*RECORDED INFORMATION:*

·····

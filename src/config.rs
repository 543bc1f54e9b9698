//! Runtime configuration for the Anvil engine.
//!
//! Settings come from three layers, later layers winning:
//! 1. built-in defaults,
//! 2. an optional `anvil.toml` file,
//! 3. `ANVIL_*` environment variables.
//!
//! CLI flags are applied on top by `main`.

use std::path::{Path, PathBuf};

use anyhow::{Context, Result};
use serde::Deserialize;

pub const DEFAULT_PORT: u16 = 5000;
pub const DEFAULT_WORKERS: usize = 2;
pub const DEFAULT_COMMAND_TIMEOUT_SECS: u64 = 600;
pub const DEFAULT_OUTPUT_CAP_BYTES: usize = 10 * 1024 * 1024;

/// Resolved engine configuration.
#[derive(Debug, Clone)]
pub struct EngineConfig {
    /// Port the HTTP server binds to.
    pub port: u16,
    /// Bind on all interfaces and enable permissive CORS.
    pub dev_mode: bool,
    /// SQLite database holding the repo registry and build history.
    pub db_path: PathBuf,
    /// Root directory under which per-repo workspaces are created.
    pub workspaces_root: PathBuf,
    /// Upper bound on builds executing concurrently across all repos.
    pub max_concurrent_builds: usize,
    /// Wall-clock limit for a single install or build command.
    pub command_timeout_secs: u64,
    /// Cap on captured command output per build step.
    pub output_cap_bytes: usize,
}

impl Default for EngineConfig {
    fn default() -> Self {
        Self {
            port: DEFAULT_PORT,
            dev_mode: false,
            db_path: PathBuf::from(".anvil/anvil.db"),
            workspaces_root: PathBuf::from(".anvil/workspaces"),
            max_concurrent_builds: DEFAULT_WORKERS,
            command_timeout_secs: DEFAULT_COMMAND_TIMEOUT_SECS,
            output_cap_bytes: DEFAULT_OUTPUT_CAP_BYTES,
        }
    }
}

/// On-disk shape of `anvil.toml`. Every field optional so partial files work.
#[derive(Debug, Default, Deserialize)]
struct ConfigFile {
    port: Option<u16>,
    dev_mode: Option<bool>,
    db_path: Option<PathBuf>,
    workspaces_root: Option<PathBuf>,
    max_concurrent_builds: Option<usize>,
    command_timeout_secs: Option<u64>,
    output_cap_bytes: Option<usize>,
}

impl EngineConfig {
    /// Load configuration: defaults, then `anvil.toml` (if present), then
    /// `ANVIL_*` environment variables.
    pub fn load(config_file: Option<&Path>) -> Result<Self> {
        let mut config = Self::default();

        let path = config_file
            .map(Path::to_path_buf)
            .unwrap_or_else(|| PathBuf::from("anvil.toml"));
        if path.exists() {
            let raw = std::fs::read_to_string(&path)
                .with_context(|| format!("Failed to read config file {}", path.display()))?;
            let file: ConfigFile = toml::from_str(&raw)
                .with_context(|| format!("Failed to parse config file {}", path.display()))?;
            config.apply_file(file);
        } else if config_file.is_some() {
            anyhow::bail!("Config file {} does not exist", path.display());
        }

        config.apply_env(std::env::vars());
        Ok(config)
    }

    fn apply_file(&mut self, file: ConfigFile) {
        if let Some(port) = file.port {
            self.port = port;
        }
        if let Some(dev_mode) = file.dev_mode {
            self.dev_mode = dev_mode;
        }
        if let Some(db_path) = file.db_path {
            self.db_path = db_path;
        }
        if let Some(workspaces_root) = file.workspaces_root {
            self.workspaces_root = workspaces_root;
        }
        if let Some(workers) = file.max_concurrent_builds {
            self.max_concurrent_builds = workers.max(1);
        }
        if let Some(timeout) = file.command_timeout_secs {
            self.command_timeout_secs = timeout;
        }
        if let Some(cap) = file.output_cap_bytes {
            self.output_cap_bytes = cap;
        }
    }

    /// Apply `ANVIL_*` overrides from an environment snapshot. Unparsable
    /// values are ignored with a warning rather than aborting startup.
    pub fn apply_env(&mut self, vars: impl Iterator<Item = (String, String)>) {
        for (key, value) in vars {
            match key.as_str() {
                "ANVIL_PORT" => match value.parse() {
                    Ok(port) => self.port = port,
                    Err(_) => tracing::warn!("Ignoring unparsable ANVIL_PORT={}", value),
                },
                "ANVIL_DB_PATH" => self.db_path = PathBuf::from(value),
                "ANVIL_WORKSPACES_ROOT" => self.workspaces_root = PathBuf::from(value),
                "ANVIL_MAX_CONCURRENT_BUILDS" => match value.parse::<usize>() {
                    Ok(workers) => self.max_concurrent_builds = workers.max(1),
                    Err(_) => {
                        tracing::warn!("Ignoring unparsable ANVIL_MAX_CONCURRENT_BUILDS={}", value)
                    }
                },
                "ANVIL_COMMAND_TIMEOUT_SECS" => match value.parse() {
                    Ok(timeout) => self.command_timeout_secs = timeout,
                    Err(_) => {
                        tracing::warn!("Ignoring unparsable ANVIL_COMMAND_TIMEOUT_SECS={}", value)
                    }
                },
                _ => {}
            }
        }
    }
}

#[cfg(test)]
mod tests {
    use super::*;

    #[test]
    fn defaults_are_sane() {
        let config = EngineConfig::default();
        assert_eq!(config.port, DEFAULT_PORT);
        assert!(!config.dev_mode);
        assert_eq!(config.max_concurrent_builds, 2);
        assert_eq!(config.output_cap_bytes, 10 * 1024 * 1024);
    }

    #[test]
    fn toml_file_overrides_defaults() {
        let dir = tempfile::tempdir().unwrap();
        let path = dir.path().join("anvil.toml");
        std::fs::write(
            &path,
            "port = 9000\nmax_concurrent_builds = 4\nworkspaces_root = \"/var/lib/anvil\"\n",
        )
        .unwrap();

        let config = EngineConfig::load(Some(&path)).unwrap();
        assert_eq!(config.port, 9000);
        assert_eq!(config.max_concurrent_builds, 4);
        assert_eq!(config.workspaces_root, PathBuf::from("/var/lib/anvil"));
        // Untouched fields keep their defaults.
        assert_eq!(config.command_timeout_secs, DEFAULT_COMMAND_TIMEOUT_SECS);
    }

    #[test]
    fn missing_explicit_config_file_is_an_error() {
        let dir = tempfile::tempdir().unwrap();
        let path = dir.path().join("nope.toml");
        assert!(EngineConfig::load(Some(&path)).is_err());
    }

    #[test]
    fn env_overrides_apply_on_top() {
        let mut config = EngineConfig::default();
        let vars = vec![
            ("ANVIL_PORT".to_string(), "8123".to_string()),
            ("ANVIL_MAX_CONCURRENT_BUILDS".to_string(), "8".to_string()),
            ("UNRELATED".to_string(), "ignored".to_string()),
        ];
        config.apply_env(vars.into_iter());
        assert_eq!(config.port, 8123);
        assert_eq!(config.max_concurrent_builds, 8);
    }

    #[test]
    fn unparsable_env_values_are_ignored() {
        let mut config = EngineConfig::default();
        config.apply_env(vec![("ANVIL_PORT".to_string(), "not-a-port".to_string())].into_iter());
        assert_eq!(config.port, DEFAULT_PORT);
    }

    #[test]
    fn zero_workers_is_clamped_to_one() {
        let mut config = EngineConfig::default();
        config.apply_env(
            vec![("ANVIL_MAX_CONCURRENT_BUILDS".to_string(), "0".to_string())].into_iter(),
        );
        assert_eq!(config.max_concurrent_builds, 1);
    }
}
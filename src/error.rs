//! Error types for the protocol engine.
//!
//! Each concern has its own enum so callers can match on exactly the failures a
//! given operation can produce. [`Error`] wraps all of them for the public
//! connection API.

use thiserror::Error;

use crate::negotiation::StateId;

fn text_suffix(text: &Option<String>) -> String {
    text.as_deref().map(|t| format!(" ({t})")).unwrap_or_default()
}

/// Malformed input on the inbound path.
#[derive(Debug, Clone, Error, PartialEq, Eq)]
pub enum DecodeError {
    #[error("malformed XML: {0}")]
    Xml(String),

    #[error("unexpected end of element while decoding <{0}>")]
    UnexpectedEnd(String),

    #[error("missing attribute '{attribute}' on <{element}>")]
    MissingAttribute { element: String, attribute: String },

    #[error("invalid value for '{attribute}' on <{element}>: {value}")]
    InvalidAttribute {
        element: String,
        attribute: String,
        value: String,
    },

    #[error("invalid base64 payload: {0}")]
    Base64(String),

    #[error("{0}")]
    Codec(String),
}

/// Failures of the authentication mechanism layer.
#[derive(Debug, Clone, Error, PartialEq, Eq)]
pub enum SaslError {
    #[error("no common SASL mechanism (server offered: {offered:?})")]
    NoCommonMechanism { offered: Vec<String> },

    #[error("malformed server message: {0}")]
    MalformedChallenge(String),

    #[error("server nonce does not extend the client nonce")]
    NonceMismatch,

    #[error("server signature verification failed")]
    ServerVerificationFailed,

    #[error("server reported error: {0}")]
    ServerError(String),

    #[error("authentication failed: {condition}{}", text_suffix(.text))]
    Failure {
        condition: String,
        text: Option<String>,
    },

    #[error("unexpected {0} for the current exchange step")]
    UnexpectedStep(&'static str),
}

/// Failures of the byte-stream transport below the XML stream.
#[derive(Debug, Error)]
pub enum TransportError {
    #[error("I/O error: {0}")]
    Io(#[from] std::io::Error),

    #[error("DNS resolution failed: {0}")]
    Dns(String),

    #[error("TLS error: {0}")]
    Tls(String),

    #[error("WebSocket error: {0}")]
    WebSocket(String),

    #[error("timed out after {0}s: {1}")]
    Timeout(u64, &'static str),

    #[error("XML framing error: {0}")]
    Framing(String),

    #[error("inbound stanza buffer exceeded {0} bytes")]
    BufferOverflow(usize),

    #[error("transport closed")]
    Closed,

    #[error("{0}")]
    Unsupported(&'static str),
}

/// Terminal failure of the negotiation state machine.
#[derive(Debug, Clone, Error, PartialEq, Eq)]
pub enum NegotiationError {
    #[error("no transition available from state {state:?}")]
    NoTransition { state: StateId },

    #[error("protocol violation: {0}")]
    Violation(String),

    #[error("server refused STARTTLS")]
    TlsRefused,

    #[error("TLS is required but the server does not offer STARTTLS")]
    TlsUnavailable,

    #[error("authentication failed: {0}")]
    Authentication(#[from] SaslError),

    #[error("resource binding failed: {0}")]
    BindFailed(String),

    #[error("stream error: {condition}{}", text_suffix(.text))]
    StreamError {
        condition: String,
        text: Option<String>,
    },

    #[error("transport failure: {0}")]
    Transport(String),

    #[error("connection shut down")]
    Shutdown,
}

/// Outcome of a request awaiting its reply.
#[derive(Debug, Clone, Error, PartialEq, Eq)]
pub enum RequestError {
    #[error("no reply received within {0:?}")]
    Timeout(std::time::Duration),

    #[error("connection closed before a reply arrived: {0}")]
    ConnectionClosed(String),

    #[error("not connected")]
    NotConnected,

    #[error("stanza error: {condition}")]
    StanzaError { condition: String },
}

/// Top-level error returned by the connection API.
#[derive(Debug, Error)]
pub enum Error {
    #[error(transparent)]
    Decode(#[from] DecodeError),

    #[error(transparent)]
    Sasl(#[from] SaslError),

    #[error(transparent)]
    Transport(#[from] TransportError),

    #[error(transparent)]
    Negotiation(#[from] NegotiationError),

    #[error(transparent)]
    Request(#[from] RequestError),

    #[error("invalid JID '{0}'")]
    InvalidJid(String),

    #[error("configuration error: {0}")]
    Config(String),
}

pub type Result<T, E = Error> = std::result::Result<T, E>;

·····

*WHAT IS EXPECTED:* Report every line in the data that holds "DecodeError", copying each one.

*TASK SOLUTION:*
pub enum DecodeError {
    Decode(#[from] DecodeError),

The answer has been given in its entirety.